25. Semangat ya, Mas. Lala padamu

57.5K 6K 469
                                    

Aris masih terjaga di beranda rumah. Matanya menatap layar ponsel. Mengamati gerak satu ikon di peta yang tercetak di layar ponselnya.

Kepalanya menengadah. Sebuah mobil yang sudah dikenalnya berhenti di depan gerbang. Tak lama, sosok Lala dan Ilham keluar, membuat Aris menggeram lirih.

"Papa bilang apa tadi pagi?" Aris berdiri. Berteriak pada pasangan yang baru saja memasuki gerbang.

"Saya nggak tega ngebiarin Lala pulang sendiri, Om. Udah malam gini." jawab Ilham.

"Besok kamu bawa mobil sendiri aja, La." kata Aris.

"Tapi, Pa. Lala kan nggak bisa naik mobil. Kan trauma gara-gara tabrakan waktu itu." terang Lala.
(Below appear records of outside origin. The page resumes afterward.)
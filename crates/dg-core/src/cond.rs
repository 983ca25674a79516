//! # Cond — The Predicate Tree
//!
//! An immutable boolean expression over column/operator/value leaves,
//! combined with AND/OR. Built once (by the condition parser or the query
//! builder), owned by a single query wrapper, never mutated afterwards.
//!
//! The [`Cond::matches`] evaluator exists for the in-process store; a
//! different store executor is free to compile the same tree into whatever
//! plan it likes.

use std::cmp::Ordering;

use serde_json::Value;

use crate::event::EventRecord;

/// Comparison operators allowed in a predicate leaf.
#[derive(Debug, Clone, Copy, PartialEq, Eq)]
pub enum Op {
    Eq,
    Ne,
    Gt,
    Ge,
    Lt,
    Le,
}

impl Op {
    /// Apply this operator to an already-computed ordering.
    #[inline]
    fn holds(self, ord: Ordering) -> bool {
        match self {
            Op::Eq => ord == Ordering::Equal,
            Op::Ne => ord != Ordering::Equal,
            Op::Gt => ord == Ordering::Greater,
            Op::Ge => ord != Ordering::Less,
            Op::Lt => ord == Ordering::Less,
            Op::Le => ord != Ordering::Greater,
        }
    }
}

/// A scalar comparison value. Arrays and objects are rejected upstream by
/// the condition parser; booleans and nulls are likewise not scalars here.
#[derive(Debug, Clone, PartialEq)]
pub enum CondValue {
    Str(String),
    Int(i64),
    Float(f64),
}

impl CondValue {
    /// Lift a JSON value into a scalar, or `None` if it is not one.
    pub fn from_json(value: &Value) -> Option<Self> {
        match value {
            Value::String(s) => Some(CondValue::Str(s.clone())),
            Value::Number(n) => {
                if let Some(i) = n.as_i64() {
                    Some(CondValue::Int(i))
                } else {
                    n.as_f64().map(CondValue::Float)
                }
            }
            _ => None,
        }
    }

    /// Compare two scalars of possibly different types.
    ///
    /// Int/Int compares exactly; any Int/Float mix compares as f64;
    /// Str/Str compares lexicographically. A string against a number is a
    /// type mismatch and yields `None` — no operator holds, `Ne` included.
    fn ordering(&self, other: &CondValue) -> Option<Ordering> {
        match (self, other) {
            (CondValue::Int(a), CondValue::Int(b)) => Some(a.cmp(b)),
            (CondValue::Str(a), CondValue::Str(b)) => Some(a.cmp(b)),
            (CondValue::Int(a), CondValue::Float(b)) => (*a as f64).partial_cmp(b),
            (CondValue::Float(a), CondValue::Int(b)) => a.partial_cmp(&(*b as f64)),
            (CondValue::Float(a), CondValue::Float(b)) => a.partial_cmp(b),
            _ => None,
        }
    }
}

impl From<&str> for CondValue {
    fn from(s: &str) -> Self {
        CondValue::Str(s.to_string())
    }
}

impl From<String> for CondValue {
    fn from(s: String) -> Self {
        CondValue::Str(s)
    }
}

impl From<i64> for CondValue {
    fn from(i: i64) -> Self {
        CondValue::Int(i)
    }
}

impl From<f64> for CondValue {
    fn from(f: f64) -> Self {
        CondValue::Float(f)
    }
}

/// The predicate tree.
#[derive(Debug, Clone, PartialEq)]
pub enum Cond {
    Leaf {
        col: String,
        op: Op,
        value: CondValue,
    },
    And(Vec<Cond>),
    Or(Vec<Cond>),
}

impl Cond {
    pub fn leaf(col: impl Into<String>, op: Op, value: impl Into<CondValue>) -> Self {
        Cond::Leaf {
            col: col.into(),
            op,
            value: value.into(),
        }
    }

    /// `self AND other`.
    ///
    /// Flattens into an existing `And` node so that left-to-right folds
    /// produce one wide node instead of one nesting level per clause.
    pub fn and(self, other: Cond) -> Cond {
        match self {
            Cond::And(mut children) => {
                children.push(other);
                Cond::And(children)
            }
            first => Cond::And(vec![first, other]),
        }
    }

    /// `self OR other`. Flattens like [`Cond::and`].
    pub fn or(self, other: Cond) -> Cond {
        match self {
            Cond::Or(mut children) => {
                children.push(other);
                Cond::Or(children)
            }
            first => Cond::Or(vec![first, other]),
        }
    }

    /// Evaluate this predicate against one record.
    ///
    /// A leaf over a missing column, or over a column whose stored type
    /// mismatches the condition value, matches nothing for every operator.
    pub fn matches(&self, record: &EventRecord) -> bool {
        match self {
            Cond::Leaf { col, op, value } => match record.column(col) {
                Some(field) => field.ordering(value).is_some_and(|ord| op.holds(ord)),
                None => false,
            },
            Cond::And(children) => children.iter().all(|c| c.matches(record)),
            Cond::Or(children) => children.iter().any(|c| c.matches(record)),
        }
    }
}

#[cfg(test)]
mod tests {
    use super::*;
    use crate::event::EventKind;

    fn record() -> EventRecord {
        EventRecord::new("RELIABILITY", "APP_FREEZE", EventKind::Fault, 1000)
            .with_param("PID", 42)
            .with_param("RATIO", 0.5)
            .with_param("PACKAGE", "com.example.app")
    }

    #[test]
    fn test_and_flattens_left_fold() {
        let cond = Cond::leaf("a", Op::Eq, 1i64)
            .and(Cond::leaf("b", Op::Eq, 2i64))
            .and(Cond::leaf("c", Op::Eq, 3i64));
        match cond {
            Cond::And(children) => assert_eq!(children.len(), 3),
            other => panic!("expected And, got {other:?}"),
        }
    }

    #[test]
    fn test_or_flattens_left_fold() {
        let cond = Cond::leaf("a", Op::Eq, 1i64)
            .or(Cond::leaf("b", Op::Eq, 2i64))
            .or(Cond::leaf("c", Op::Eq, 3i64));
        match cond {
            Cond::Or(children) => assert_eq!(children.len(), 3),
            other => panic!("expected Or, got {other:?}"),
        }
    }

    #[test]
    fn test_leaf_matches_builtin_and_param_columns() {
        let r = record();
        assert!(Cond::leaf("domain_", Op::Eq, "RELIABILITY").matches(&r));
        assert!(Cond::leaf("type_", Op::Eq, 1i64).matches(&r));
        assert!(Cond::leaf("PID", Op::Gt, 40i64).matches(&r));
        assert!(!Cond::leaf("PID", Op::Gt, 42i64).matches(&r));
    }

    #[test]
    fn test_int_and_float_mix_compares_numerically() {
        let r = record();
        assert!(Cond::leaf("PID", Op::Lt, 42.5).matches(&r));
        assert!(Cond::leaf("RATIO", Op::Ge, 0i64).matches(&r));
    }

    #[test]
    fn test_type_mismatch_matches_nothing_even_for_ne() {
        let r = record();
        let mismatched = Cond::leaf("PACKAGE", Op::Ne, 7i64);
        assert!(!mismatched.matches(&r));
    }

    #[test]
    fn test_missing_column_matches_nothing() {
        let r = record();
        assert!(!Cond::leaf("NOPE", Op::Ne, 0i64).matches(&r));
        assert!(!Cond::leaf("NOPE", Op::Eq, 0i64).matches(&r));
    }

    #[test]
    fn test_and_or_composition() {
        let r = record();
        let cond = Cond::leaf("domain_", Op::Eq, "RELIABILITY")
            .and(Cond::leaf("name_", Op::Eq, "NO_SUCH").or(Cond::leaf("PID", Op::Eq, 42i64)));
        assert!(cond.matches(&r));
    }
}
Tatapan Aris masih setajam silet.

"Besok Papa cariin supir buat kamu." tegas Aris.

"Lala nggak mau, Pa." kata Lala dengan nada merajuk.

"Sejak kapan kamu berani ngebantah Papa? Masuk ke kamar." bentak Aris.

"Nggak mau." kata Lala kukuh.

"Masuk aja, La. Biar aku ngomong sama Papa kamu." bisik Ilham. Sebelah tangannya sedikit mendorong punggung Lala agar menuruti kata-kata Aris.

"Papa jangan galak- galak sama Masnya, ya. Nanti kalau Masnya kabur, Lala sama siapa?" Lala melirih lalu masuk ke dalam rumah. Meninggalkan Aris dan Ilham di halaman rumah.

Dua pria itu duduk di beranda rumah. Ilham menghela napas panjang sebelum akhirnya memberanikan diri memulai obrolan.

"Saya serius sama Lala, Om." katanya. Berusaha menjaga nada suaranya agar tetap stabil.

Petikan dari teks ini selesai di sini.